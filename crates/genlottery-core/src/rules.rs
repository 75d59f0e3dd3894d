//! Static rule table for the supported lottery games.
//!
//! Pure data: each [`LotteryType`] maps to one immutable [`LotteryRule`].
//! Because the type is a closed enum, an unknown game name can only occur
//! while parsing user input — [`str::parse`] rejects it there.

use serde::{Deserialize, Serialize};
use strum::{Display, EnumIter, EnumString, IntoStaticStr, VariantNames};

/// The smallest number any game draws from. Draw ranges are
/// `[RULE_START, max)`, matching the printed tickets (no zero ball).
pub const RULE_START: u8 = 1;

/// Minimum number of lines a single request may generate.
pub const MIN_LINES: usize = 1;

/// Maximum number of lines a single request may generate.
/// An arbitrary but reasonable limit.
pub const MAX_LINES: usize = 100;

/// Lines generated when the user does not ask for a specific count.
pub const DEFAULT_LINES: usize = 2;

/// The fixed set of supported lottery games.
///
/// Serialized (store files, CLI, display) as the uppercase game name,
/// e.g. `EURO`. Parsing is case-insensitive.
#[derive(
    Debug,
    Clone,
    Copy,
    PartialEq,
    Eq,
    Hash,
    Default,
    Display,
    EnumString,
    EnumIter,
    IntoStaticStr,
    VariantNames,
    Serialize,
    Deserialize,
)]
#[strum(serialize_all = "UPPERCASE", ascii_case_insensitive)]
#[serde(rename_all = "UPPERCASE")]
pub enum LotteryType {
    Lotto,
    #[default]
    Euro,
    Set4Life,
    LottoHot,
    EuroHot,
    Thunder,
}

/// The secondary draw of a game, when it has one (e.g. EuroMillions
/// Lucky Stars, Thunderball).
#[derive(Debug, Clone, Copy, PartialEq, Eq)]
pub struct ExtraRule {
    /// One past the highest drawable number.
    pub max: u8,
    /// How many numbers the secondary draw picks.
    pub qty: usize,
}

/// The drawing rule for one game: how many numbers to pick from which
/// range, for the primary and optional secondary draws.
#[derive(Debug, Clone, Copy, PartialEq, Eq)]
pub struct LotteryRule {
    /// One past the highest drawable primary number.
    pub main_max: u8,
    /// How many primary numbers a line picks.
    pub main_qty: usize,
    /// Secondary draw, absent for single-pool games.
    pub extra: Option<ExtraRule>,
}

impl LotteryRule {
    /// Whether the rule can be satisfied: each draw must fit in its range.
    pub fn is_satisfiable(&self) -> bool {
        let main_ok = self.main_qty <= usize::from(self.main_max - RULE_START);
        let extra_ok = self
            .extra
            .is_none_or(|e| e.qty <= usize::from(e.max - RULE_START));
        main_ok && extra_ok
    }
}

impl LotteryType {
    /// Look up the drawing rule for this game. No side effects.
    pub const fn rule(self) -> LotteryRule {
        match self {
            Self::Lotto => LotteryRule {
                main_max: 60,
                main_qty: 6,
                extra: None,
            },
            Self::Euro => LotteryRule {
                main_max: 51,
                main_qty: 5,
                extra: Some(ExtraRule { max: 13, qty: 2 }),
            },
            Self::Set4Life => LotteryRule {
                main_max: 48,
                main_qty: 5,
                extra: Some(ExtraRule { max: 11, qty: 1 }),
            },
            Self::LottoHot => LotteryRule {
                main_max: 60,
                main_qty: 5,
                extra: None,
            },
            Self::EuroHot => LotteryRule {
                main_max: 51,
                main_qty: 5,
                extra: None,
            },
            Self::Thunder => LotteryRule {
                main_max: 40,
                main_qty: 5,
                extra: Some(ExtraRule { max: 15, qty: 1 }),
            },
        }
    }

    /// The uppercase game name, used for store filenames and display.
    pub fn as_str(self) -> &'static str {
        self.into()
    }
}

------------

In the records above, how many lines contain the word "LotteryRule"? Give the number alone.

10